Topic: fixing the `Location::All` OOMs during fact generation


lqd (Aug 04 2020 at 00:04, on Zulip):

so I've pushed part of my prototype for this simple rustc change (points to an outdated rev of the polonius branch, it's just to show the difference in fact generation), polonius branch

lqd (Aug 04 2020 at 00:05, on Zulip):

instead of materializing each such constraint at all points of the CFG here, we split those into a dedicated relation, outlives_everywhere (naming TBD) and duplicate the rules, while taking care of hopefully not materializing the same data in polonius itself

lqd (Aug 04 2020 at 00:06, on Zulip):

(the rustc branch deletes the same 2 tests which used to OOM during fact gen as they currently OOM in polonius but that's not a big problem, it's mostly to show the approach)

lqd (Aug 04 2020 at 00:10, on Zulip):

here's an example of the rules duplication in the location-insensitive variant
while there are 2 cases in the naive variant: for the subsets & requires relations

lqd (Aug 04 2020 at 00:11, on Zulip):

I'll push the more complicated changes, for the Opt variant, tomorrow

lqd (Aug 04 2020 at 00:15, on Zulip):

rustc tests are still running, and since it's also been a long time since I've updated the test expectations I'll need to verify the baseline on nightly, but that reminds me of the earlier question about the duration of the tests using the Naive variant (so, the worst case).

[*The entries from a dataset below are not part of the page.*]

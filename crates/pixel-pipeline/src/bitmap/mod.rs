//! Format-agnostic bitmap buffers
//!
//! [`BitmapData`] wraps a byte buffer laid out as rows of `stride` bytes and
//! exposes typed pixel access for any [`KnownPixelFormat`] or
//! [`CustomPixelFormat`]. The buffer is either owned by the bitmap or
//! borrowed from the caller.
//!
//! # Lifecycle
//!
//! A bitmap is disposed exactly once, either explicitly with
//! [`BitmapData::dispose`] or when it is dropped. Disposal releases an owned
//! buffer and runs the dispose callback, if one was registered. Any access
//! after that fails with [`DrawingError::Disposed`]. Row cursors borrow the
//! bitmap, so a cursor can never outlive it.
//!
//! # Example
//!
//! ```
//! use pixel_pipeline::{BitmapData, Color32, KnownPixelFormat};
//!
//! let mut bitmap = BitmapData::new(4, 2, KnownPixelFormat::Format24bppRgb).unwrap();
//! bitmap.set_color32(3, 1, Color32::from_rgb(10, 20, 30)).unwrap();
//!
//! let mut row = bitmap.first_row().unwrap();
//! assert!(row.move_next_row());
//! assert_eq!(row.get_color32(3).unwrap(), Color32::from_rgb(10, 20, 30));
//! assert!(!row.move_next_row());
//! ```

mod codec;
mod row;
mod traits;

use std::collections::HashSet;
use std::fmt;

use bytemuck::Pod;

pub use codec::CustomPixelFormat;
pub use row::{RowCursor, RowCursorMut};
pub use traits::{ReadWriteBitmapData, ReadableBitmapData, WritableBitmapData};

pub(crate) use codec::PixelAccessor;

use codec::{Background, Codec};

use crate::color::{Color32, Color64, ColorF, WorkingColorSpace};
use crate::error::{DrawingError, Result};
use crate::format::{KnownPixelFormat, PixelFormatInfo};
use crate::palette::{Palette, DEFAULT_ALPHA_THRESHOLD};

enum Buffer<'a> {
    Owned(Vec<u8>),
    Borrowed(&'a mut [u8]),
}

impl Buffer<'_> {
    #[inline]
    fn as_slice(&self) -> &[u8] {
        match self {
            Buffer::Owned(v) => v,
            Buffer::Borrowed(s) => s,
        }
    }

    #[inline]
    fn as_mut_slice(&mut self) -> &mut [u8] {
        match self {
            Buffer::Owned(v) => v,
            Buffer::Borrowed(s) => s,
        }
    }
}

/// Which direction of pixel access a bitmap allows.
#[derive(Debug, Clone, Copy, PartialEq, Eq, Default)]
pub enum AccessMode {
    #[default]
    ReadWrite,
    ReadOnly,
    WriteOnly,
}

type DisposeCallback<'a> = Box<dyn FnOnce() + Send + Sync + 'a>;

/// Mutable view of all rows, handed to the pipeline workers.
pub(crate) struct RowsMut<'b> {
    pub accessor: &'b PixelAccessor,
    pub data: &'b mut [u8],
    pub stride: usize,
}

/// A rectangular pixel buffer of any supported format.
pub struct BitmapData<'a> {
    buffer: Buffer<'a>,
    height: usize,
    stride: usize,
    accessor: PixelAccessor,
    known_format: Option<KnownPixelFormat>,
    working_color_space: WorkingColorSpace,
    access: AccessMode,
    on_dispose: Option<DisposeCallback<'a>>,
    disposed: bool,
}
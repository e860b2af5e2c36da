//! 8-bit per channel colors.

use super::lut::{linear_to_srgb8, srgb8_to_linear};
use super::space::WorkingColorSpace;
use super::to_byte;

/// A 32-bit ARGB color with straight (non-premultiplied) alpha, sRGB encoded.
#[derive(Debug, Clone, Copy, PartialEq, Eq, Hash, Default, PartialOrd, Ord)]
pub struct Color32 {
    /// Alpha channel (0 = transparent, 255 = opaque)
    pub a: u8,
    /// Red channel
    pub r: u8,
    /// Green channel
    pub g: u8,
    /// Blue channel
    pub b: u8,
}

impl Color32 {
    pub const TRANSPARENT: Color32 = Color32::new(0, 0, 0, 0);
    pub const BLACK: Color32 = Color32::from_rgb(0, 0, 0);
    pub const WHITE: Color32 = Color32::from_rgb(255, 255, 255);

    #[inline]
    pub const fn new(a: u8, r: u8, g: u8, b: u8) -> Self {
        Self { a, r, g, b }
    }

    /// An opaque color.
    #[inline]
    pub const fn from_rgb(r: u8, g: u8, b: u8) -> Self {
        Self::new(255, r, g, b)
    }

    /// An opaque gray shade.
    #[inline]
    pub const fn from_gray(value: u8) -> Self {
        Self::new(255, value, value, value)
    }

    /// Decode a `0xAARRGGBB` value.
    #[inline]
    pub const fn from_argb_u32(argb: u32) -> Self {
        Self::new(
            (argb >> 24) as u8,
            (argb >> 16) as u8,
            (argb >> 8) as u8,
            argb as u8,
        )
    }

    /// Encode as `0xAARRGGBB`.
    #[inline]
    pub const fn to_argb_u32(self) -> u32 {
        (self.a as u32) << 24 | (self.r as u32) << 16 | (self.g as u32) << 8 | self.b as u32
    }

    #[inline]
    pub const fn is_opaque(self) -> bool {
        self.a == 255
    }

    #[inline]
    pub const fn is_transparent(self) -> bool {
        self.a == 0
    }

    #[inline]
    pub const fn to_opaque(self) -> Self {
        Self::new(255, self.r, self.g, self.b)
    }

    #[inline]
    pub const fn with_alpha(self, a: u8) -> Self {
        Self::new(a, self.r, self.g, self.b)
    }

    /// Scale the color channels by alpha.
    #[inline]
    pub fn to_premultiplied(self) -> PColor32 {
        PColor32::from(self)
    }

    /// Blend this color over an opaque background.
    ///
    /// The alpha of `back` is ignored; the result is always opaque.
    pub fn blend_with_background(self, back: Color32, space: WorkingColorSpace) -> Self {
        match self.a {
            255 => self,
            0 => back.to_opaque(),
            a if space.is_linear() => {
                let alpha = a as f32 / 255.0;
                let inv = 1.0 - alpha;
                let mix = |fore: u8, back: u8| {
                    linear_to_srgb8(srgb8_to_linear(fore) * alpha + srgb8_to_linear(back) * inv)
                };
                Color32::from_rgb(
                    mix(self.r, back.r),
                    mix(self.g, back.g),
                    mix(self.b, back.b),
                )
            }
            a => {
                let alpha = a as u32;
                let inv = 255 - alpha;
                let mix =
                    |fore: u8, back: u8| ((fore as u32 * alpha + back as u32 * inv + 127) / 255) as u8;
                Color32::from_rgb(
                    mix(self.r, back.r),
                    mix(self.g, back.g),
                    mix(self.b, back.b),
                )
            }
        }
    }

    /// Perceived brightness as an 8-bit level, ignoring alpha.
    pub fn brightness(self, space: WorkingColorSpace) -> u8 {
        if self.r == self.g && self.g == self.b {
            return self.r;
        }
        let [wr, wg, wb] = space.brightness_weights();
        if space.is_linear() {
            let y = srgb8_to_linear(self.r) * wr
                + srgb8_to_linear(self.g) * wg
                + srgb8_to_linear(self.b) * wb;
            linear_to_srgb8(y)
        } else {
            to_byte(self.r as f32 * wr + self.g as f32 * wg + self.b as f32 * wb)
        }
    }

    /// Gray shade of the same brightness, alpha preserved.
    #[inline]
    pub fn to_gray(self, space: WorkingColorSpace) -> Self {
        let v = self.brightness(space);
        Self::new(self.a, v, v, v)
    }
}

impl From<u32> for Color32 {
    fn from(argb: u32) -> Self {
        Color32::from_argb_u32(argb)
    }
}

/// A 32-bit ARGB color with premultiplied alpha.
///
/// Invariant: `r`, `g` and `b` never exceed `a`.
#[derive(Debug, Clone, Copy, PartialEq, Eq, Hash, Default)]
pub struct PColor32 {
    pub a: u8,
    pub r: u8,
    pub g: u8,
    pub b: u8,
}

impl PColor32 {
    /// Create a premultiplied color; channels above `a` are clipped to `a`.
    #[inline]
    pub fn new(a: u8, r: u8, g: u8, b: u8) -> Self {
        Self {
            a,
            r: r.min(a),
            g: g.min(a),
            b: b.min(a),
        }
    }

    /// Undo the premultiplication.
    ///
    /// A fully transparent color has no recoverable channels and becomes
    /// [`Color32::TRANSPARENT`].
    #[inline]
    pub fn to_straight(self) -> Color32 {
        Color32::from(self)
    }
}

impl From<Color32> for PColor32 {
    #[inline]
    fn from(c: Color32) -> Self {
        match c.a {
            255 => PColor32 {
                a: 255,
                r: c.r,
                g: c.g,
                b: c.b,
            },
            0 => PColor32::default(),
            a => {
                let alpha = a as u32;
                let mul = |v: u8| ((v as u32 * alpha + 127) / 255) as u8;
                PColor32 {
                    a,
                    r: mul(c.r),
                    g: mul(c.g),
                    b: mul(c.b),
                }
            }
        }
    }
}

impl From<PColor32> for Color32 {
    #[inline]
    fn from(c: PColor32) -> Self {
        match c.a {
            255 => Color32::new(255, c.r, c.g, c.b),
            0 => Color32::TRANSPARENT,
            a => {
                let alpha = a as u32;
                let div = |v: u8| ((v as u32 * 255 + alpha / 2) / alpha).min(255) as u8;
                Color32::new(a, div(c.r), div(c.g), div(c.b))
            }
        }
    }
}

#[cfg(test)]
mod tests {
    use super::*;

    #[test]
    fn test_argb_u32_round_trip() {
        let c = Color32::from_argb_u32(0x80FF4020);
        assert_eq!(c, Color32::new(0x80, 0xFF, 0x40, 0x20));
        assert_eq!(c.to_argb_u32(), 0x80FF4020);
    }

    /// Premultiplied channels must never exceed alpha, for any input.
    #[test]
    fn test_premultiplied_invariant_exhaustive_alpha() {
        for a in 0..=255u8 {
            for v in [0u8, 1, 64, 127, 128, 200, 254, 255] {
                let p = Color32::new(a, v, 255, 255 - v).to_premultiplied();
                assert!(p.r <= p.a && p.g <= p.a && p.b <= p.a, "{p:?}");
            }
        }
    }

    #[test]
    fn test_premultiply_rounds() {
        let p = Color32::new(128, 255, 100, 1).to_premultiplied();
        assert_eq!(p, PColor32::new(128, 128, 50, 1));
    }

    #[test]
    fn test_unpremultiply_zero_alpha_is_zeroed() {
        let p = PColor32::new(0, 0, 0, 0);
        assert_eq!(p.to_straight(), Color32::TRANSPARENT);
    }

    #[test]
    fn test_premultiply_round_trip_opaque_and_high_alpha() {
        for v in 0..=255u8 {
            let c = Color32::from_rgb(v, v / 3, 255 - v);
            assert_eq!(c.to_premultiplied().to_straight(), c);
        }
        // High alpha is lossless within one level.
        let c = Color32::new(250, 13, 77, 201);
        let back = c.to_premultiplied().to_straight();
        assert!((back.r as i32 - c.r as i32).abs() <= 1);
        assert!((back.b as i32 - c.b as i32).abs() <= 1);
    }

    #[test]
    fn test_pcolor_new_clips_to_alpha() {
        let p = PColor32::new(100, 255, 50, 101);
        assert_eq!((p.r, p.g, p.b), (100, 50, 100));
    }

    #[test]
    fn test_blend_srgb() {
        let half_red = Color32::new(128, 255, 0, 0);
        let blended = half_red.blend_with_background(Color32::WHITE, WorkingColorSpace::Srgb);
        assert_eq!(blended, Color32::from_rgb(255, 127, 127));
    }

    #[test]
    fn test_blend_linear_is_brighter_than_srgb_over_black() {
        let c = Color32::new(128, 255, 255, 255);
        let srgb = c.blend_with_background(Color32::BLACK, WorkingColorSpace::Srgb);
        let linear = c.blend_with_background(Color32::BLACK, WorkingColorSpace::Linear);
        assert!(linear.r > srgb.r);
        assert!(linear.is_opaque() && srgb.is_opaque());
    }

    #[test]
    fn test_blend_edge_alphas() {
        let back = Color32::new(10, 1, 2, 3);
        assert_eq!(
            Color32::TRANSPARENT.blend_with_background(back, WorkingColorSpace::Srgb),
            Color32::from_rgb(1, 2, 3)
        );
        let opaque = Color32::from_rgb(9, 9, 9);
        assert_eq!(
            opaque.blend_with_background(back, WorkingColorSpace::Linear),
            opaque
        );
    }

    #[test]
    fn test_brightness() {
        assert_eq!(Color32::WHITE.brightness(WorkingColorSpace::Srgb), 255);
        assert_eq!(Color32::from_gray(77).brightness(WorkingColorSpace::Linear), 77);
        assert_eq!(Color32::from_rgb(255, 0, 0).brightness(WorkingColorSpace::Srgb), 76);
        let green = Color32::from_rgb(0, 255, 0);
        assert!(
            green.brightness(WorkingColorSpace::Linear) > green.brightness(WorkingColorSpace::Srgb)
        );
    }
}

This run had a lot more "this test has been running for more than 60 seconds" than usual, there were also more really high memory usage (and possibly one or two OOMs) but overall it looked like the ui tests were twice as slow

lqd (Aug 04 2020 at 00:17, on Zulip):

(let's be clear, a lot of those tests would be fast-tracked by the location-insensitive analysis in a realistic situation)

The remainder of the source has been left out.